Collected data
//! The navigation transition pipeline.
//!
//! A transition moves the router from its current [`Route`] to a candidate. It runs two phases of
//! guards, one at a time, each reporting through a [`Next`] continuation:
//!
//! 1. leave guards of deactivated records (innermost first), `before_each` hooks, update guards of
//!    updated records, `before_enter` guards of activated records, then loading of lazy
//!    components.
//! 2. enter guards of activated records, then `before_resolve` hooks.
//!
//! The candidate is committed only if every guard proceeds. Guards may answer later; the driver
//! simply stops and resumes when their `next` arrives. A transition that is no longer the pending
//! one when it resumes is superseded and has no effect on the router.

use std::{
    cell::{Cell, RefCell},
    collections::VecDeque,
    rc::Rc,
};

use tracing::{debug, error, trace};

use crate::{
    async_components::resolve_async_components,
    error::NavigationFailure,
    guards::{extract_guards, Guard, GuardKind, Instance, Next, NextAction},
    navigation::RawLocation,
    route::{is_same_route, Route},
    route_definition::{RouteRecord, Validity},
    service::{AbortCallback, CompleteCallback, RouterInner},
};

/// How two matched chains relate.
#[derive(Clone, Debug, Default)]
pub struct MatchedDiff {
    /// The common prefix: records that stay, possibly with new params.
    pub updated: Vec<Rc<RouteRecord>>,
    /// Records only the next chain has.
    pub activated: Vec<Rc<RouteRecord>>,
    /// Records only the current chain has.
    pub deactivated: Vec<Rc<RouteRecord>>,
}

/// Split `current` and `next` at the first position where their records differ.
pub fn resolve_queue(current: &[Rc<RouteRecord>], next: &[Rc<RouteRecord>]) -> MatchedDiff {
    let split = current
        .iter()
        .zip(next)
        .take_while(|(current, next)| Rc::ptr_eq(current, next))
        .count();

    MatchedDiff {
        updated: next[..split].to_vec(),
        activated: next[split..].to_vec(),
        deactivated: current[split..].to_vec(),
    }
}

enum Step {
    Guard(Guard),
    /// An enter guard, which may ask for the instance mounted in `slot` of `record`.
    Enter {
        guard: Guard,
        record: Rc<RouteRecord>,
        slot: String,
    },
}

struct PostEnter {
    record: Rc<RouteRecord>,
    slot: String,
    callback: Box<dyn FnOnce(Instance)>,
}

/// One attempt to move from `from` to `to`.
pub(crate) struct Transition {
    pub(crate) to: Route,
    pub(crate) from: Route,
    activated: Vec<Rc<RouteRecord>>,
    steps: RefCell<VecDeque<Step>>,
    second_phase: Cell<bool>,
    /// A guard was called and has not answered yet.
    waiting: Cell<bool>,
    driving: Cell<bool>,
    settled: Cell<bool>,
    outcome: RefCell<Option<NextAction>>,
    post_enter: RefCell<Vec<PostEnter>>,
    on_complete: RefCell<Option<CompleteCallback>>,
    on_abort: RefCell<Option<AbortCallback>>,
}

impl Transition {
    fn new(
        to: Route,
        from: Route,
        on_complete: Option<CompleteCallback>,
        on_abort: Option<AbortCallback>,
    ) -> Self {
        Self {
            to,
            from,
            activated: Vec::new(),
            steps: RefCell::new(VecDeque::new()),
            second_phase: Cell::new(false),
            waiting: Cell::new(false),
            driving: Cell::new(false),
            settled: Cell::new(false),
            outcome: RefCell::new(None),
            post_enter: RefCell::new(Vec::new()),
            on_complete: RefCell::new(on_complete),
            on_abort: RefCell::new(on_abort),
        }
    }
}

fn is_duplicate(to: &Route, from: &Route) -> bool {
    let same_leaf = match (to.matched().last(), from.matched().last()) {
        (Some(to), Some(from)) => Rc::ptr_eq(to, from),
        (None, None) => true,
        _ => false,
    };

    is_same_route(to, from) && to.matched().len() == from.matched().len() && same_leaf
}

THE TASK
Every line above that holds the string "first" should be returned.

FINISHED EXERCISE
//! 1. leave guards of deactivated records (innermost first), `before_each` hooks, update guards of
/// Split `current` and `next` at the first position where their records differ.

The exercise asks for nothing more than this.